REQUIREMENT: In the material below, the lines containing the word "answers" are required; copy each of them.
[Start of section]
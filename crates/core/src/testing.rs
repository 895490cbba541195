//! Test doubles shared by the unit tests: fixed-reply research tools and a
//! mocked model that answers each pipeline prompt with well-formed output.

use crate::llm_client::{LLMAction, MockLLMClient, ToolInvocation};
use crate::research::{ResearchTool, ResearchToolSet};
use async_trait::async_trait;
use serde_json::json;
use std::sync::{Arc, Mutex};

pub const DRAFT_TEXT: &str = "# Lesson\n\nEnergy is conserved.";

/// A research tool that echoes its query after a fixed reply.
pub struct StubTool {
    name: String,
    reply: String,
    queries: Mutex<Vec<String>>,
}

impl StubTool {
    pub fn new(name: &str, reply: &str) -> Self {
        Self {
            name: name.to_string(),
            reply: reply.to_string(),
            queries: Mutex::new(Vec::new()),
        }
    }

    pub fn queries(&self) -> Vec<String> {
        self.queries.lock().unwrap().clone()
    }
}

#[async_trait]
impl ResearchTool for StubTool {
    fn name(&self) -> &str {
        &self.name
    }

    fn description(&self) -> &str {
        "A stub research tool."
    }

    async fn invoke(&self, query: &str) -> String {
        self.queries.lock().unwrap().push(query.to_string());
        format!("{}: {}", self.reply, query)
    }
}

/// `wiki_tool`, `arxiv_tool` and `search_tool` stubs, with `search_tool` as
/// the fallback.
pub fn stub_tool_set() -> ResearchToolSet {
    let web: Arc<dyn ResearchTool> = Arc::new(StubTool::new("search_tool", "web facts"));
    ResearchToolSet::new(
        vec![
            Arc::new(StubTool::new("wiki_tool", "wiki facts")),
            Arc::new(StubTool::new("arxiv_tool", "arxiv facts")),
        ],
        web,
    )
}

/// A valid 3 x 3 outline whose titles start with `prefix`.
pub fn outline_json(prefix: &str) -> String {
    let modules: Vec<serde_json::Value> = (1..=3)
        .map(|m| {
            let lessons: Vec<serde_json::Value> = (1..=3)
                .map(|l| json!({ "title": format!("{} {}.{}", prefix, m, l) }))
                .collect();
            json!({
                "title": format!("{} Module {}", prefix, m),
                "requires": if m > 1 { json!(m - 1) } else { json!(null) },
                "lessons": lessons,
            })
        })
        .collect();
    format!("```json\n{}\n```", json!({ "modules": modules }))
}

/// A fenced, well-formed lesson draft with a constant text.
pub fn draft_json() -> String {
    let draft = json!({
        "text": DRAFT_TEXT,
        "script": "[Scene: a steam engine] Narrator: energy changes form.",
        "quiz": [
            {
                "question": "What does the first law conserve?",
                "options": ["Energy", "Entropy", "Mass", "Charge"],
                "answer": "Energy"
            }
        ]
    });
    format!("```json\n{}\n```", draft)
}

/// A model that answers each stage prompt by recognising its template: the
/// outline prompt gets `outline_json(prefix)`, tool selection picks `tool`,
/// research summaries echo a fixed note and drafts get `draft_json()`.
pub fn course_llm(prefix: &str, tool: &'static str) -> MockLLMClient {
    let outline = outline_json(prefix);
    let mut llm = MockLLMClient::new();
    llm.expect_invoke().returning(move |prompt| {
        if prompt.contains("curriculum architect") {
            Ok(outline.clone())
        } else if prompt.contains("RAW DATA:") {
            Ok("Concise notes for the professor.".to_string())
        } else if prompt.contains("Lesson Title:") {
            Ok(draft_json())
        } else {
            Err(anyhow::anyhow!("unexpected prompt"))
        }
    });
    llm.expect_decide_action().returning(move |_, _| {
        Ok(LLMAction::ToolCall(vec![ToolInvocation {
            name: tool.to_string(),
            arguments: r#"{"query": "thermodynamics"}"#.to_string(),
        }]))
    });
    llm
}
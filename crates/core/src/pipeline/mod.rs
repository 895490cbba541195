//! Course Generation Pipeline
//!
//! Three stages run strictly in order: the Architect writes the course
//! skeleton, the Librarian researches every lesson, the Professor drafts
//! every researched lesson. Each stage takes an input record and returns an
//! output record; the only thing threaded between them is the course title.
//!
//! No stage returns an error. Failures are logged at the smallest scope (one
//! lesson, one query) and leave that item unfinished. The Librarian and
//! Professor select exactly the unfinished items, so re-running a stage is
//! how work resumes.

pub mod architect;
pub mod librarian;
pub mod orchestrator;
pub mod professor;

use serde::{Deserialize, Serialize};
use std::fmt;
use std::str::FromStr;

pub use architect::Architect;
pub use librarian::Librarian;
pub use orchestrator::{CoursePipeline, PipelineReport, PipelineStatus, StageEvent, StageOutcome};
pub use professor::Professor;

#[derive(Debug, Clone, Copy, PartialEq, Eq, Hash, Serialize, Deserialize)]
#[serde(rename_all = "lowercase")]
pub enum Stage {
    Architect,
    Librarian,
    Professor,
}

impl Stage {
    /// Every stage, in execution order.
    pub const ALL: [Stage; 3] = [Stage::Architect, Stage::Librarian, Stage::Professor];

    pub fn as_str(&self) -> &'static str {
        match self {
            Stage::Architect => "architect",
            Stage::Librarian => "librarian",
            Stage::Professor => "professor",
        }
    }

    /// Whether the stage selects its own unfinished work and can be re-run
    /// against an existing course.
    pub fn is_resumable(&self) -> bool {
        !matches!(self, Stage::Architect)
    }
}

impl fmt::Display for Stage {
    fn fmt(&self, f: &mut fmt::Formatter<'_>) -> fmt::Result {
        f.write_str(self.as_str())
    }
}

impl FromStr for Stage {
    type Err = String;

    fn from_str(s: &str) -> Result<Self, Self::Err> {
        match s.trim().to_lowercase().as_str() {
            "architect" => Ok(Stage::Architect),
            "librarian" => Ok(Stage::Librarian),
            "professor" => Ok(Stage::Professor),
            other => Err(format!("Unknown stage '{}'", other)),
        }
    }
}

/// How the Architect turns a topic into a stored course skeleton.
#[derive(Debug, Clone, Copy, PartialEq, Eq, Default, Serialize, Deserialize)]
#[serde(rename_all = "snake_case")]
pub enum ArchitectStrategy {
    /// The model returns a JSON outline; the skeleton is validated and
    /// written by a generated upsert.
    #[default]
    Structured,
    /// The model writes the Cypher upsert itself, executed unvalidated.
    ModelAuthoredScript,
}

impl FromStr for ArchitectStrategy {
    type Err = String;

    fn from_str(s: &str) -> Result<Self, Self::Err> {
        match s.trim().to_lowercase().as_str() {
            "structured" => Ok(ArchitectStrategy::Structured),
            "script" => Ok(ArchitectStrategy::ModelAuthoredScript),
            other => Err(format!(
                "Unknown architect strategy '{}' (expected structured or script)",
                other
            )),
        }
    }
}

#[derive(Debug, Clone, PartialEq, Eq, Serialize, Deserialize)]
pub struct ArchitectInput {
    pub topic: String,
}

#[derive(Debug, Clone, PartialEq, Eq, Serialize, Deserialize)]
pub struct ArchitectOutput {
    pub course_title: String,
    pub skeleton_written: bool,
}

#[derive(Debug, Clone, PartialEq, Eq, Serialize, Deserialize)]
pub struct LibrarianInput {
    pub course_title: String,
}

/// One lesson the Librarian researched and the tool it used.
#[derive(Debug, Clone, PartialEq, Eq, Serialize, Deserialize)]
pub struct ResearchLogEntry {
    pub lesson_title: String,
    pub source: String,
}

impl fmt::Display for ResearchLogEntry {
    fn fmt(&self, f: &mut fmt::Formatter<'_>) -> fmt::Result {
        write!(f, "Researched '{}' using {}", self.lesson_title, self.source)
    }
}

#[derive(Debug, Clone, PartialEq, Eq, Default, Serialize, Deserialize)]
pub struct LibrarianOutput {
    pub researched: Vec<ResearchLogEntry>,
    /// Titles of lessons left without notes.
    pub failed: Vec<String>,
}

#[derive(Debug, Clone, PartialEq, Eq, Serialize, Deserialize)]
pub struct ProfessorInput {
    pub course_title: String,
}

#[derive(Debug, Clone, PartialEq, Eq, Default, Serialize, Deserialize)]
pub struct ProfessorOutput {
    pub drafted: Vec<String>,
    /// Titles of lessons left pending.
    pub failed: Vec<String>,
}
[End of section]
EXERCISE SOLUTION:
//! mocked model that answers each pipeline prompt with well-formed output.
/// A model that answers each stage prompt by recognising its template: the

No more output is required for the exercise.